Humans had a six-layered brain, a brain at the inner-level with involuntary and automatic functions common to other creatures: breathing, sexual responses, vision, mobility, taste and smell functions. The outer part of the brain, especially the prefrontal cortex, was larger in humans than it was in those they had descended. About 100,000 years ago ancestors of humans had a brain weighing about one pound. In Humans this grew to three times that amount, a collection of a 100 billion neurons with as many as 10,000 connections that supplied humans with their cognitive skills.
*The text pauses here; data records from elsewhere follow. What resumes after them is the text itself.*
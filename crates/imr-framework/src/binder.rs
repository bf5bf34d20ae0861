//! Parameter binding.
//!
//! The binder turns a handler's declared [`ParamSpec`]s into concrete
//! [`BoundValue`]s for one order. It runs only for handlers whose route
//! matched, right before the handler is called.
//!
//! Handler parameters receive bound values through [`FromBound`], which
//! also reports the [`ValueKind`] each parameter type accepts so that
//! mismatches are caught at registration instead of at call time.

use std::fmt;
use std::sync::Arc;

use crate::descriptor::{ParamSpec, ValueKind};
use crate::error::{BindResult, BindingError};
use imr_core::{BoxedSender, Order};

// ============================================================================
// AtMentions
// ============================================================================

/// Accounts mentioned ("at"-ed) in a message.
///
/// Mention parsing is platform specific and not implemented; binding
/// [`ParamSpec::AtMentions`] always yields an empty set.
#[derive(Debug, Clone, Default, PartialEq, Eq)]
pub struct AtMentions(Vec<i64>);

impl AtMentions {
    /// Returns `true` when nobody was mentioned.
    pub fn is_empty(&self) -> bool {
        self.0.is_empty()
    }

    pub fn len(&self) -> usize {
        self.0.len()
    }

    pub fn iter(&self) -> impl Iterator<Item = i64> + '_ {
        self.0.iter().copied()
    }
}

// ============================================================================
// BoundValue
// ============================================================================

/// One bound handler argument.
#[derive(Clone)]
pub enum BoundValue {
    Text(String),
    Int(i32),
    Long(i64),
    Order(Arc<Order>),
    Mentions(AtMentions),
    Sender(BoxedSender),
}

impl BoundValue {
    /// Returns the kind of this value.
    pub fn kind(&self) -> ValueKind {
        match self {
            Self::Text(_) => ValueKind::Text,
            Self::Int(_) => ValueKind::Int,
            Self::Long(_) => ValueKind::Long,
            Self::Order(_) => ValueKind::Order,
            Self::Mentions(_) => ValueKind::Mentions,
            Self::Sender(_) => ValueKind::Sender,
        }
    }
}

impl fmt::Debug for BoundValue {
    fn fmt(&self, f: &mut fmt::Formatter<'_>) -> fmt::Result {
        match self {
            Self::Text(s) => f.debug_tuple("Text").field(s).finish(),
            Self::Int(n) => f.debug_tuple("Int").field(n).finish(),
            Self::Long(n) => f.debug_tuple("Long").field(n).finish(),
            Self::Order(o) => f.debug_tuple("Order").field(o).finish(),
            Self::Mentions(m) => f.debug_tuple("Mentions").field(m).finish(),
            Self::Sender(_) => f.write_str("Sender(..)"),
        }
    }
}

/// Senders compare by identity.
impl PartialEq for BoundValue {
    fn eq(&self, other: &Self) -> bool {
        match (self, other) {
            (Self::Text(a), Self::Text(b)) => a == b,
            (Self::Int(a), Self::Int(b)) => a == b,
            (Self::Long(a), Self::Long(b)) => a == b,
            (Self::Order(a), Self::Order(b)) => a == b,
            (Self::Mentions(a), Self::Mentions(b)) => a == b,
            (Self::Sender(a), Self::Sender(b)) => Arc::ptr_eq(a, b),
            _ => false,
        }
    }
}

/// The bound arguments for one invocation, in declaration order.
#[derive(Debug, Clone, Default, PartialEq)]
pub struct BoundArgs(Vec<BoundValue>);

impl BoundArgs {
    pub fn len(&self) -> usize {
        self.0.len()
    }

    pub fn is_empty(&self) -> bool {
        self.0.is_empty()
    }

    pub fn get(&self, index: usize) -> Option<&BoundValue> {
        self.0.get(index)
    }

    pub fn as_slice(&self) -> &[BoundValue] {
        &self.0
    }
}

impl IntoIterator for BoundArgs {
    type Item = BoundValue;
    type IntoIter = std::vec::IntoIter<BoundValue>;

    fn into_iter(self) -> Self::IntoIter {
        self.0.into_iter()
    }
}

impl From<Vec<BoundValue>> for BoundArgs {
    fn from(values: Vec<BoundValue>) -> Self {
        Self(values)
    }
}

// ============================================================================
// Binding
// ============================================================================

/// Splits a message into tokens on runs of whitespace.
///
/// Never yields empty tokens, so leading, trailing and repeated whitespace
/// do not shift token indices.
pub fn tokenize(message: &str) -> Vec<&str> {
    message.split_whitespace().collect()
}

/// Binds `specs` against `order`.
///
/// `sender` is only consulted for [`ParamSpec::ReplySenderHandle`].
pub fn bind(
    specs: &[ParamSpec],
    order: &Arc<Order>,
    sender: Option<&BoxedSender>,
) -> BindResult<BoundArgs> {
    let tokens = tokenize(order.message());

    specs
        .iter()
        .map(|spec| bind_one(*spec, &tokens, order, sender))
        .collect::<BindResult<Vec<_>>>()
        .map(BoundArgs)
}

fn bind_one(
    spec: ParamSpec,
    tokens: &[&str],
    order: &Arc<Order>,
    sender: Option<&BoxedSender>,
) -> BindResult<BoundValue> {
    let value = match spec {
        ParamSpec::TokenIndex(i) => BoundValue::Text(token(tokens, i)?.to_string()),
        ParamSpec::TokenIndexAsInt(i) => BoundValue::Int(parse_token(tokens, i)?),
        ParamSpec::TokenIndexAsLong(i) => BoundValue::Long(parse_token(tokens, i)?),
        ParamSpec::FullMessage => BoundValue::Text(order.message().to_string()),
        ParamSpec::RawOrder => BoundValue::Order(Arc::clone(order)),
        ParamSpec::GroupId => BoundValue::Long(order.group_id()),
        ParamSpec::SenderId => BoundValue::Long(order.sender_id()),
        ParamSpec::SenderNick => BoundValue::Text(order.sender_nick().to_string()),
        ParamSpec::AtMentions => BoundValue::Mentions(AtMentions::default()),
        ParamSpec::ReplySenderHandle => {
            let sender = sender.ok_or(BindingError::NoSenderConfigured)?;
            BoundValue::Sender(Arc::clone(sender))
        }
    };
    Ok(value)
}

fn token<'a>(tokens: &[&'a str], index: usize) -> BindResult<&'a str> {
    tokens
        .get(index)
        .copied()
        .ok_or(BindingError::IndexOutOfRange {
            index,
            len: tokens.len(),
        })
}

fn parse_token<T: std::str::FromStr>(tokens: &[&str], index: usize) -> BindResult<T> {
    let raw = token(tokens, index)?;
    raw.parse().map_err(|_| BindingError::NotANumber {
        index,
        token: raw.to_string(),
    })
}

// ============================================================================
// FromBound
// ============================================================================

/// Types a handler parameter can be.
///
/// `KIND` is checked against the declared [`ParamSpec`] at registration;
/// `from_bound` returns `None` only if that check was bypassed.
pub trait FromBound: Sized {
    /// The kind of bound value this type accepts.
    const KIND: ValueKind;

    /// Converts a bound value into this type.
    fn from_bound(value: BoundValue) -> Option<Self>;
}

macro_rules! impl_from_bound {
    ($ty:ty, $kind:ident) => {
        impl FromBound for $ty {
            const KIND: ValueKind = ValueKind::$kind;

            fn from_bound(value: BoundValue) -> Option<Self> {
                match value {
                    BoundValue::$kind(v) => Some(v),
                    _ => None,
                }
            }
        }
    };
}

impl_from_bound!(String, Text);
impl_from_bound!(i32, Int);
impl_from_bound!(i64, Long);
impl_from_bound!(Arc<Order>, Order);
impl_from_bound!(AtMentions, Mentions);
impl_from_bound!(BoxedSender, Sender);

#[cfg(test)]
mod tests {
    use super::*;
    use async_trait::async_trait;
    use imr_core::{Reply, SendResult, Sender};
    use tokio_test::assert_ok;

    struct NullSender;

    #[async_trait]
    impl Sender for NullSender {
        async fn send(&self, _reply: Reply) -> SendResult<()> {
            Ok(())
        }
    }

    fn order(message: &str) -> Arc<Order> {
        Arc::new(Order::new(message, 42, 7, "alice").unwrap())
    }

    #[test]
    fn test_tokenize_collapses_whitespace() {
        assert_eq!(tokenize("  foo \t bar\n baz  "), vec!["foo", "bar", "baz"]);
        assert!(tokenize("   ").is_empty());
    }

    #[test]
    fn test_positional_binding() {
        let args = assert_ok!(bind(
            &[ParamSpec::TokenIndex(0), ParamSpec::TokenIndex(1)],
            &order("foo bar"),
            None,
        ));
        assert_eq!(
            args.as_slice(),
            &[
                BoundValue::Text("foo".into()),
                BoundValue::Text("bar".into())
            ]
        );
    }

    #[test]
    fn test_numeric_tokens() {
        let args = assert_ok!(bind(
            &[
                ParamSpec::TokenIndexAsInt(1),
                ParamSpec::TokenIndexAsLong(2)
            ],
            &order("add -3 9000000000"),
            None,
        ));
        assert_eq!(
            args.as_slice(),
            &[BoundValue::Int(-3), BoundValue::Long(9_000_000_000)]
        );
    }

    #[test]
    fn test_not_a_number() {
        let err = bind(&[ParamSpec::TokenIndexAsInt(1)], &order("add x"), None).unwrap_err();
        assert_eq!(
            err,
            BindingError::NotANumber {
                index: 1,
                token: "x".into()
            }
        );

        // Overflowing an i32 is also not a number for an Int parameter.
        let err = bind(
            &[ParamSpec::TokenIndexAsInt(0)],
            &order("9000000000"),
            None,
        )
        .unwrap_err();
        assert!(matches!(err, BindingError::NotANumber { index: 0, .. }));
    }

    #[test]
    fn test_index_out_of_range() {
        let err = bind(&[ParamSpec::TokenIndexAsInt(3)], &order("add 1"), None).unwrap_err();
        assert_eq!(err, BindingError::IndexOutOfRange { index: 3, len: 2 });

        let err = bind(&[ParamSpec::TokenIndex(2)], &order("add 1"), None).unwrap_err();
        assert_eq!(err, BindingError::IndexOutOfRange { index: 2, len: 2 });
    }

    #[test]
    fn test_order_fields() {
        let order = order("hello there");
        let args = assert_ok!(bind(
            &[
                ParamSpec::FullMessage,
                ParamSpec::RawOrder,
                ParamSpec::GroupId,
                ParamSpec::SenderId,
                ParamSpec::SenderNick,
                ParamSpec::AtMentions,
            ],
            &order,
            None,
        ));
        assert_eq!(
            args.as_slice(),
            &[
                BoundValue::Text("hello there".into()),
                BoundValue::Order(Arc::clone(&order)),
                BoundValue::Long(42),
                BoundValue::Long(7),
                BoundValue::Text("alice".into()),
                BoundValue::Mentions(AtMentions::default()),
            ]
        );
    }

    #[test]
    fn test_sender_handle() {
        let err = bind(&[ParamSpec::ReplySenderHandle], &order("hi"), None).unwrap_err();
        assert_eq!(err, BindingError::NoSenderConfigured);

        let sender: BoxedSender = Arc::new(NullSender);
        let args = assert_ok!(bind(
            &[ParamSpec::ReplySenderHandle],
            &order("hi"),
            Some(&sender)
        ));
        assert_eq!(args.as_slice(), &[BoundValue::Sender(sender)]);
    }

    #[test]
    fn test_from_bound() {
        assert_eq!(
            String::from_bound(BoundValue::Text("x".into())),
            Some("x".to_string())
        );
        assert_eq!(i64::from_bound(BoundValue::Int(1)), None);
        assert_eq!(<i32 as FromBound>::KIND, ValueKind::Int);
    }
}
//! IMR Runtime - Configuration, logging and client lifecycle for the IMR
//! message router.
//!
//! This crate provides:
//! - Layered configuration loading (`ConfigLoader`, `ImrConfig`)
//! - Logging setup on top of `tracing-subscriber` (`LoggingBuilder`)
//! - The [`Client`], which builds a dispatcher from configuration and pumps
//!   a source stream into it until shutdown
//!
//! ```ignore
//! use imr_runtime::Client;
//!
//! #[tokio::main]
//! async fn main() -> anyhow::Result<()> {
//!     let client = Client::builder()
//!         .order_factory(PassThrough)
//!         .sender(sender)
//!         .register(&owner, routes)?
//!         .build()?;
//!
//!     // Run until Ctrl+C or the stream ends
//!     client.run(events).await;
//!
//!     Ok(())
//! }
//! ```
//!
//! # Features
//!
//! - `toml-config` (default): `imr.toml` / `config.toml` files
//! - `yaml-config`: `imr.yaml` / `config.yaml` files
//! - `json-log`: the `json` log format

pub mod client;
pub mod config;
pub mod error;
pub mod logging;

// Re-exports
pub use client::{Client, ClientBuilder};
pub use config::{ConfigError, ConfigLoader, ConfigResult, ImrConfig, Profile};
pub use error::{RuntimeError, RuntimeResult};
pub use logging::{LoggingBuilder, LoggingError, SpanEvents};

// Re-export tracing for use by other crates
pub use tracing;
pub use tracing_subscriber;

/// Prelude module for convenient imports.
///
/// This provides the commonly used logging macros and the `instrument`
/// attribute.
pub mod prelude {
    pub use tracing::{Level, debug, error, info, instrument, span, trace, warn};
}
The nervous system is fibrous and glandular. Those with the right chemicals had survived. A person without a proper balance of chemicals had mental aberrations to contend with, madness or a tougher go of it that discouraged a repetition of the survival of this imbalance. Chemical distribution affected mood and emotions. Beneficial chemicals gave humans empathy – without which they could not have survived. It helped them to live in a group not unlike those canine creatures humans domesticated, creatures with a capacity for empathy seemingly in equal dosage to that of humans. An incapacity for empathy was the stuff of psychopathic loners and the black widow spider, the product of another evolutionary line – a loner who ate her mate immediately after fertilization.
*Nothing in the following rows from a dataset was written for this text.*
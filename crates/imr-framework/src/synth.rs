//! Reply synthesis.

use crate::descriptor::ReplyKind;
use crate::error::ResultError;
use crate::handler::HandlerOutput;
use imr_core::{Order, Reply};

/// Turns a handler's output into the reply to send.
///
/// Text is wrapped according to `reply_kind` and addressed to the group the
/// order came from. Prebuilt replies pass through unchanged.
pub fn synthesize(
    output: HandlerOutput,
    reply_kind: ReplyKind,
    order: &Order,
) -> Result<Reply, ResultError> {
    match output {
        HandlerOutput::Nothing => Err(ResultError::NilResult),
        HandlerOutput::Reply(reply) => Ok(reply),
        HandlerOutput::Text(text) => Ok(match reply_kind {
            ReplyKind::Words => Reply::plain(text, order.group_id()),
            ReplyKind::XmlService { service_id } => {
                Reply::service(text, order.group_id(), service_id)
            }
        }),
        HandlerOutput::Unsupported { type_name } => {
            Err(ResultError::UnsupportedResultType { type_name })
        }
    }
}

#[cfg(test)]
mod tests {
    use super::*;

    fn order() -> Order {
        Order::new("anything", 42, 7, "alice").unwrap()
    }

    #[test]
    fn test_words() {
        let reply = synthesize(
            HandlerOutput::Text("pong".into()),
            ReplyKind::Words,
            &order(),
        )
        .unwrap();
        assert_eq!(reply, Reply::plain("pong", 42));
    }

    #[test]
    fn test_xml_service() {
        let reply = synthesize(
            HandlerOutput::Text("<card/>".into()),
            ReplyKind::XmlService { service_id: 7 },
            &order(),
        )
        .unwrap();
        assert_eq!(reply.content(), "<card/>");
        assert_eq!(reply.target_group(), 42);
        assert_eq!(reply.service_id(), Some(7));
    }

    #[test]
    fn test_prebuilt_reply_passes_through() {
        let prebuilt = Reply::plain("elsewhere", 1000);
        let reply = synthesize(
            HandlerOutput::Reply(prebuilt.clone()),
            ReplyKind::default(),
            &order(),
        )
        .unwrap();
        assert_eq!(reply, prebuilt);
    }

    #[test]
    fn test_no_reply() {
        assert_eq!(
            synthesize(HandlerOutput::Nothing, ReplyKind::Words, &order()),
            Err(ResultError::NilResult)
        );
        assert_eq!(
            synthesize(
                HandlerOutput::Unsupported {
                    type_name: "json number"
                },
                ReplyKind::Words,
                &order()
            ),
            Err(ResultError::UnsupportedResultType {
                type_name: "json number"
            })
        );
    }
}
Humans had a chemistry that made rage possible, producing aggression and self-defense, and adrenalin, which supplied extra energy when needed. Rage is a function more of the inner brain. Anger involves a degree of reflection and therefore involves the outer layer of the brain.
Within species nature did not provide precise amounts of anything. Near amounts was the likelihood. Variation existed, with one variation creating the difference between male and female. In the 21st century the question would arise whether males were genetically more prone toward aggression than females.
The distribution of differences of various kinds, in height, intelligence of whatever, between people of different races or between males and females were something more akin to what would be called normal curves, pictured below, than they were simple absolutes. If males in general were more aggressive than females in general, it was likely that there were some females that had more of it than some males. This overlapping is depicted below by the color orange – the differences most likely exaggerated.

The biology of the human brain made humans what they are. People made choices within the time and place that they found themselves. The minds of people were the products of the age and culture within which they lived. Change was built upon what went before. Individuals no matter how bright were impacted by people in general.
The course of human history has been affected by the intelligence of humans in general. Other than this, biological determinism as a theory of history is baseless. It is unsupported by biology as a science, and biologists as scientists propose no such theory of history. To ignore choice and to ignore human interaction with historical circumstances would be to deny a big part of what has happened with humanity.